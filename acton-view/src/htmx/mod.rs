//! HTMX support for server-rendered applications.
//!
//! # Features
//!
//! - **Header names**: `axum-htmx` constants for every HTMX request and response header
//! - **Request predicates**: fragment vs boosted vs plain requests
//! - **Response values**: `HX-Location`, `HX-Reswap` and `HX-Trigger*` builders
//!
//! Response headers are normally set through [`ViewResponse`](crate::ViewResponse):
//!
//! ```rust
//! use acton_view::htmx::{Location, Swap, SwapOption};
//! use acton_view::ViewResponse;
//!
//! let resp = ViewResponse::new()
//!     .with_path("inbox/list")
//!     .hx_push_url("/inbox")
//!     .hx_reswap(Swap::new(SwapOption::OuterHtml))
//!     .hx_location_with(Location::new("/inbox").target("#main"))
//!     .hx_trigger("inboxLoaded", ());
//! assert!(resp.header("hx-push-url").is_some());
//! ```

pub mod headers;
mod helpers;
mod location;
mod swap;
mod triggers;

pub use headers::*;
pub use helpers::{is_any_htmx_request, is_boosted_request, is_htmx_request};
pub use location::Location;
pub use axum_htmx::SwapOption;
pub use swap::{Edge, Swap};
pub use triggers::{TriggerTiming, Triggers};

==

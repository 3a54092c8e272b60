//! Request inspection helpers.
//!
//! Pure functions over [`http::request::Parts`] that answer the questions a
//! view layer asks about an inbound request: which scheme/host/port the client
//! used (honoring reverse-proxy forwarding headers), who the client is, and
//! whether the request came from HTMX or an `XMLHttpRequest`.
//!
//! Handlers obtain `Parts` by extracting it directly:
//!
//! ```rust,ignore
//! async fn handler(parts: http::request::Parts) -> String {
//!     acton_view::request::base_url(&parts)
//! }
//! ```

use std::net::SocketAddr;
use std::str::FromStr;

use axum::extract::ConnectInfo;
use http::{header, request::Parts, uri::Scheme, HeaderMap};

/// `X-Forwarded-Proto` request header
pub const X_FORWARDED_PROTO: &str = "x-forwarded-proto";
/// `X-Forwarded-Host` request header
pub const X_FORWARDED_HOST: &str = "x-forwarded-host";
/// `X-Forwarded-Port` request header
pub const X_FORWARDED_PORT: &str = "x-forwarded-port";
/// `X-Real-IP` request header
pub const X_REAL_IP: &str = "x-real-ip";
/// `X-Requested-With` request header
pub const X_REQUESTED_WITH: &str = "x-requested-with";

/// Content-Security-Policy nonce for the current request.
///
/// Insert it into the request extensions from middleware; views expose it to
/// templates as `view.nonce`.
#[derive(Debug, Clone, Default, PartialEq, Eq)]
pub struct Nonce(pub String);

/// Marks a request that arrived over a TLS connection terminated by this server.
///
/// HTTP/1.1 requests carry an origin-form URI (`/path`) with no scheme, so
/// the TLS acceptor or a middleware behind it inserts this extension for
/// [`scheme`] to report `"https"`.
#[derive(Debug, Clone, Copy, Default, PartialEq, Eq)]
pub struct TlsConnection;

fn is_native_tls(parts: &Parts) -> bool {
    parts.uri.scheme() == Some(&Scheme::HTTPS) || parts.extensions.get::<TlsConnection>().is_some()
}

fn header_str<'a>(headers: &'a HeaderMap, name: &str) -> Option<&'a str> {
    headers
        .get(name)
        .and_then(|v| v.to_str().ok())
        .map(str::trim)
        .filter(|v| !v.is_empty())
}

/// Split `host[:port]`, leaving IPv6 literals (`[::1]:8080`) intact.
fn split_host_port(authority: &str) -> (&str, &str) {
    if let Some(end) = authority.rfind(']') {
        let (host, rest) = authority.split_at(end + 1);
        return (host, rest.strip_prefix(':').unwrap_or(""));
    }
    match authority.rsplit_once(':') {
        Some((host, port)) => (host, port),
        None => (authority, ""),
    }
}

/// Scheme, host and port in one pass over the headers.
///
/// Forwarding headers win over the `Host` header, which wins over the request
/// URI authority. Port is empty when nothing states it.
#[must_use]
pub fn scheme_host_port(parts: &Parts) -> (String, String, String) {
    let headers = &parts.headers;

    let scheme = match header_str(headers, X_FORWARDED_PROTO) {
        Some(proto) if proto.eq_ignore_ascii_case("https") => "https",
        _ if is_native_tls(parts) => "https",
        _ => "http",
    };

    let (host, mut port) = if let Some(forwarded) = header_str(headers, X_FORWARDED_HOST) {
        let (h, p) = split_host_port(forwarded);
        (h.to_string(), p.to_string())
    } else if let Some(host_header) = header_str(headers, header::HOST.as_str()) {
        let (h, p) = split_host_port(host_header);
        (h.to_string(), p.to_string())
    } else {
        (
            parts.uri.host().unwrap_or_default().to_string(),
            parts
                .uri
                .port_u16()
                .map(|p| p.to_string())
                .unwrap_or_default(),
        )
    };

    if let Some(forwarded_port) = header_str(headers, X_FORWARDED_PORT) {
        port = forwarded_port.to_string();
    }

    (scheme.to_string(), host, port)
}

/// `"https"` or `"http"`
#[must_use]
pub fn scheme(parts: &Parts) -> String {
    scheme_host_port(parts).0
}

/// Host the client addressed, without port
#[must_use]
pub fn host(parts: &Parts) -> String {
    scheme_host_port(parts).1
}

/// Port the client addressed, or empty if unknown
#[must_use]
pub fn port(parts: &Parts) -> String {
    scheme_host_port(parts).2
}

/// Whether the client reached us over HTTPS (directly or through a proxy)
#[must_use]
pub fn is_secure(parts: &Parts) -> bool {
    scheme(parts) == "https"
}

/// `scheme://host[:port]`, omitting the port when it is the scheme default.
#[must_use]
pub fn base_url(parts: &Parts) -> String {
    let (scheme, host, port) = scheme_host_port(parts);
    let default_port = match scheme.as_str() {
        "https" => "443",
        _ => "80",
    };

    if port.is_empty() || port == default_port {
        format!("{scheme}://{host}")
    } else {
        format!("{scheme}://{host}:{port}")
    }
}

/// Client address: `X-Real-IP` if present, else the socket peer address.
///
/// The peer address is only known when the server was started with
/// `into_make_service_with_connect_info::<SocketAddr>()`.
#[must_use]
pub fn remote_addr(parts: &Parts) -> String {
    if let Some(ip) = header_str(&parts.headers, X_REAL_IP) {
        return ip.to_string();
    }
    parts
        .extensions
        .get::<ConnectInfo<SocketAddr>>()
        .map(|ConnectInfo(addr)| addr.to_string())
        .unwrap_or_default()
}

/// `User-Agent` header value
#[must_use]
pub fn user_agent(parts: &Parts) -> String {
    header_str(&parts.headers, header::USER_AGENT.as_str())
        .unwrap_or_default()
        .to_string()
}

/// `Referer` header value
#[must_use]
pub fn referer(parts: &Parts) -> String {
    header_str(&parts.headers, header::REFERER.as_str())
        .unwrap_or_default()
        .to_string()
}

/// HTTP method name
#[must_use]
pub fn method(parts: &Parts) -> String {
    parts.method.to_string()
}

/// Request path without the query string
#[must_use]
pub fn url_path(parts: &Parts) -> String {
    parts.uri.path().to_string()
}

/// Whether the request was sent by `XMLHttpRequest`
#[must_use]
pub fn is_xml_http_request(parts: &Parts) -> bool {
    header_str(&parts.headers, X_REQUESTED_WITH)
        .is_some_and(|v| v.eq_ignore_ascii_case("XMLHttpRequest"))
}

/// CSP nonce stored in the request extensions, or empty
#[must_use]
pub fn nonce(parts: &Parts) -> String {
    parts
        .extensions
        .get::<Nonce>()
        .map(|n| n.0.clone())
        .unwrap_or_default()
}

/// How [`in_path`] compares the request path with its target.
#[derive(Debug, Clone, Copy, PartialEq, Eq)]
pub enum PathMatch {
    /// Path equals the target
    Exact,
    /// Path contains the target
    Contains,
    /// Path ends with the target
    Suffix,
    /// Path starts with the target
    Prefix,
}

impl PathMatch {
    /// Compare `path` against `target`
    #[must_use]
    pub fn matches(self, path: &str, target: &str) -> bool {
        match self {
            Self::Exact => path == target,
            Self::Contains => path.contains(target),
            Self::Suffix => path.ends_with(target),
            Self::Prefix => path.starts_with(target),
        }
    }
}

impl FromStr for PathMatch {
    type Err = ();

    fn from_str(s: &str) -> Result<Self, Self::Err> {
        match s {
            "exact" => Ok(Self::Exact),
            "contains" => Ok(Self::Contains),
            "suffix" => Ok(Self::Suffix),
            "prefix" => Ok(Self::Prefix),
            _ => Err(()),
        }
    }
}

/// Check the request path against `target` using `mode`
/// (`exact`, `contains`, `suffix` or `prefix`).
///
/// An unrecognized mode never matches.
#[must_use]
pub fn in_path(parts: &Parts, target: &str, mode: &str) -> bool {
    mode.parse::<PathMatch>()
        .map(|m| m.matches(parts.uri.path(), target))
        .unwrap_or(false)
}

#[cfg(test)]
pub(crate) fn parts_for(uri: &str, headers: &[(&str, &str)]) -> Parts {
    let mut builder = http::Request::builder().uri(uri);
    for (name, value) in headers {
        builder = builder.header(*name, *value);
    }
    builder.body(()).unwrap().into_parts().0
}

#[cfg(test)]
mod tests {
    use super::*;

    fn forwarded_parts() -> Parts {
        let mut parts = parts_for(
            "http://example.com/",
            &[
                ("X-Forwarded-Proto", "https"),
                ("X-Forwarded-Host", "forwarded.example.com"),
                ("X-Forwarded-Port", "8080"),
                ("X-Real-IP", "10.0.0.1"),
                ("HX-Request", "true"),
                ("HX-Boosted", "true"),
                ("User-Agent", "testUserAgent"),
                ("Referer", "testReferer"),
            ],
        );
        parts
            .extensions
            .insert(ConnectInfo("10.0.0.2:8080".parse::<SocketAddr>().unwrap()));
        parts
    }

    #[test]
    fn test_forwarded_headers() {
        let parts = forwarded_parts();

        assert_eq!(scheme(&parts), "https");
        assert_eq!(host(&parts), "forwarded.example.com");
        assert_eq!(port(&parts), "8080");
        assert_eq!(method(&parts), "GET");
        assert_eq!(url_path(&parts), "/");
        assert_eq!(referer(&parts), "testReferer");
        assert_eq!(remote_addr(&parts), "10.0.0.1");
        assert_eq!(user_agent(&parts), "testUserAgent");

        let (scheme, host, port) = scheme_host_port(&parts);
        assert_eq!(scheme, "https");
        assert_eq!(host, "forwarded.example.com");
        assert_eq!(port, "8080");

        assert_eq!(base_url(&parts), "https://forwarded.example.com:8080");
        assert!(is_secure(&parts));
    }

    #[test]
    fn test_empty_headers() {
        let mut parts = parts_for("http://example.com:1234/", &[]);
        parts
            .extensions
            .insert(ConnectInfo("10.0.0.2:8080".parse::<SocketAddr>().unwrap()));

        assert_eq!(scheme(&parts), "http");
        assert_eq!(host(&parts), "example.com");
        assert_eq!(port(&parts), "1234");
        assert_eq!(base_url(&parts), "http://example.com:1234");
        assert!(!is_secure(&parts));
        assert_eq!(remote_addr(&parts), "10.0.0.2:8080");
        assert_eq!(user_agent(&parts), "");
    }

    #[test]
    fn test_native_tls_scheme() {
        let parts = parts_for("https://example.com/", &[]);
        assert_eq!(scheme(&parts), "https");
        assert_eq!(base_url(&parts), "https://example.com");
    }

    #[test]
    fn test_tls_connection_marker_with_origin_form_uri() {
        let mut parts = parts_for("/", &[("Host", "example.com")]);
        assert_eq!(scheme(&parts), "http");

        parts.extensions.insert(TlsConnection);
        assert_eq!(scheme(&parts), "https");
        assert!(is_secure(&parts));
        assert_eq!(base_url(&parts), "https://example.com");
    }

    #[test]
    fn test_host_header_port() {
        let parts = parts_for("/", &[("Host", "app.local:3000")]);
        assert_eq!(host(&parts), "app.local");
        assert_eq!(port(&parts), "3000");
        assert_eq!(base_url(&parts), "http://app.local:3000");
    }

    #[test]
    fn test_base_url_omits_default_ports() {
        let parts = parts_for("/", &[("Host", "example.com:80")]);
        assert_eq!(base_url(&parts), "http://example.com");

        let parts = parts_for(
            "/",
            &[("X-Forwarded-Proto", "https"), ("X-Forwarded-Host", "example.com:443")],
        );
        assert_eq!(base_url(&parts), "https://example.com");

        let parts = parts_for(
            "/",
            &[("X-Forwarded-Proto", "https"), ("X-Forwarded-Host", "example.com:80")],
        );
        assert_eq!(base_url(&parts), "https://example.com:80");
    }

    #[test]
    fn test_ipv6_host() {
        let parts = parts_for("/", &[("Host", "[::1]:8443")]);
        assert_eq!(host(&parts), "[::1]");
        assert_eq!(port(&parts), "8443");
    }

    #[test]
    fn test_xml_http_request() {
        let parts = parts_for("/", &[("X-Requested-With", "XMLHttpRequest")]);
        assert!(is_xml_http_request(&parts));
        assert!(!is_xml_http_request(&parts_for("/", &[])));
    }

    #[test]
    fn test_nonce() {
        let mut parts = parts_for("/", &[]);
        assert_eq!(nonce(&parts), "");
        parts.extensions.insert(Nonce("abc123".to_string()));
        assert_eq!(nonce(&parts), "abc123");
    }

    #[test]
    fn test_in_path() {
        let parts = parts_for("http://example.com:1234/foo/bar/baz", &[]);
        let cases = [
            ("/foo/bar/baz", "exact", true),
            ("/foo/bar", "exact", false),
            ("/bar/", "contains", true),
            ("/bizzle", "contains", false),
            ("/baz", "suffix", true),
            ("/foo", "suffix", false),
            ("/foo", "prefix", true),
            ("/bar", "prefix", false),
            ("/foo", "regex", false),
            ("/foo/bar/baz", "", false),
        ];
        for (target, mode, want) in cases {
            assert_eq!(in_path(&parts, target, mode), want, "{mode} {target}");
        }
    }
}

--

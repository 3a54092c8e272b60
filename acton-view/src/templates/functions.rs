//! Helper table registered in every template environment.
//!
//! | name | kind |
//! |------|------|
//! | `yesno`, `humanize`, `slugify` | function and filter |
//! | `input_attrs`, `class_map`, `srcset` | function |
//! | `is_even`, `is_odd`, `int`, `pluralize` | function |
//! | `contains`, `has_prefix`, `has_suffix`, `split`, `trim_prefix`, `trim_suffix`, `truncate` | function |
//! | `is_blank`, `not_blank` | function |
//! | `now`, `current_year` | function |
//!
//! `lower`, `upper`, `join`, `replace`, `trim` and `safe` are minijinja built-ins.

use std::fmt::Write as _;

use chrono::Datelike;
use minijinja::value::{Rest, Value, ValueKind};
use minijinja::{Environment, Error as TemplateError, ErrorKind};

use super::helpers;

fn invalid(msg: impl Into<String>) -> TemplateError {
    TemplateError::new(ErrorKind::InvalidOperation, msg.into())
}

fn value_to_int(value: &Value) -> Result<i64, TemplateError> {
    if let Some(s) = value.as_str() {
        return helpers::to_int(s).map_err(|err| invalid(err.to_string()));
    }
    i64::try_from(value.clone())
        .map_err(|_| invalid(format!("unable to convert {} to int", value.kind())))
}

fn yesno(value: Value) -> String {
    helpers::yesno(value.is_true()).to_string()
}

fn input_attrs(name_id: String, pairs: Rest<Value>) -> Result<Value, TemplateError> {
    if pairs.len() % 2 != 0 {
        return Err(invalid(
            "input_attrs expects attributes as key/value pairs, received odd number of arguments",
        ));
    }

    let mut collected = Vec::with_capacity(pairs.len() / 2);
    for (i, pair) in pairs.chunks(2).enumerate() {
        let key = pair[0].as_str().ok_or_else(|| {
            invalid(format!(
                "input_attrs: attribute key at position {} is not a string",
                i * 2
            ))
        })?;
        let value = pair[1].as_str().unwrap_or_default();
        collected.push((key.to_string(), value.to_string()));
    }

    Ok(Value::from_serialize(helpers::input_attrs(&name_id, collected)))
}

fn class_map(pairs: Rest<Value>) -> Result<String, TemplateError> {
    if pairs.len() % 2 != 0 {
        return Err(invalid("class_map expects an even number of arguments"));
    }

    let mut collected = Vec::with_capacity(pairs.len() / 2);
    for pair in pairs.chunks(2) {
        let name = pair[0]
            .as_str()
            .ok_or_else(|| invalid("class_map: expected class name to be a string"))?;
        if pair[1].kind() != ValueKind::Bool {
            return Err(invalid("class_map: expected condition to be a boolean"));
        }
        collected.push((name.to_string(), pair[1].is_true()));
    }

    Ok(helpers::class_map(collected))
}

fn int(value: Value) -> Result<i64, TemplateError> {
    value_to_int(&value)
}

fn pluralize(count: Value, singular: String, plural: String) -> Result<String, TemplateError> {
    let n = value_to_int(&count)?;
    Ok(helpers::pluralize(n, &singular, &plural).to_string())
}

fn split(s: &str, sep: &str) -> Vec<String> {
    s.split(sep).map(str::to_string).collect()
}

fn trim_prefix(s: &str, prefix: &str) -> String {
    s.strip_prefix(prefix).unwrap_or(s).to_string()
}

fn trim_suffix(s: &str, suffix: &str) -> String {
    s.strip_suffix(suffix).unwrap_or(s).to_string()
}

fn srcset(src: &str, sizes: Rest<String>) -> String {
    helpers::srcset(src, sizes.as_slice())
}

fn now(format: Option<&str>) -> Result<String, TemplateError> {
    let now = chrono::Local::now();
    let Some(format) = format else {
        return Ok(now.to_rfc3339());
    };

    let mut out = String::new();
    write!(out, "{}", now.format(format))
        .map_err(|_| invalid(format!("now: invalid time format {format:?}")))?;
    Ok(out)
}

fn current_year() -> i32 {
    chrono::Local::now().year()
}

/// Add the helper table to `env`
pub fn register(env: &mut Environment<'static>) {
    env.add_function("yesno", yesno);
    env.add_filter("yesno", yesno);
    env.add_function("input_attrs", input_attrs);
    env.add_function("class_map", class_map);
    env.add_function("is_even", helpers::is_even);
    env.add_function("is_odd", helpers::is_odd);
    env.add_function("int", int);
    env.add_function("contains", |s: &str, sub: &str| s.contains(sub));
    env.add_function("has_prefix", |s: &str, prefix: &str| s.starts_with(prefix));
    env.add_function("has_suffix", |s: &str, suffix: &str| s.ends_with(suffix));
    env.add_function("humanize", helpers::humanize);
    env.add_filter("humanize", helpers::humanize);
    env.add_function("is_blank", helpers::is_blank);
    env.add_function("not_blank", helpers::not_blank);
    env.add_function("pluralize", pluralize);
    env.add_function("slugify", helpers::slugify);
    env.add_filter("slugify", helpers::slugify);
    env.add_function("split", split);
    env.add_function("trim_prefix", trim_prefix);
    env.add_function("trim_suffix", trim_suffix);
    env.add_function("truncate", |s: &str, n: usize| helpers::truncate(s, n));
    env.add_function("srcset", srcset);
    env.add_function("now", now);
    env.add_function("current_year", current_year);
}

*REQUIREMENT*. In the listing, count every line holding the word "table"; answer with the count alone.

*ANSWER SPACE*. 2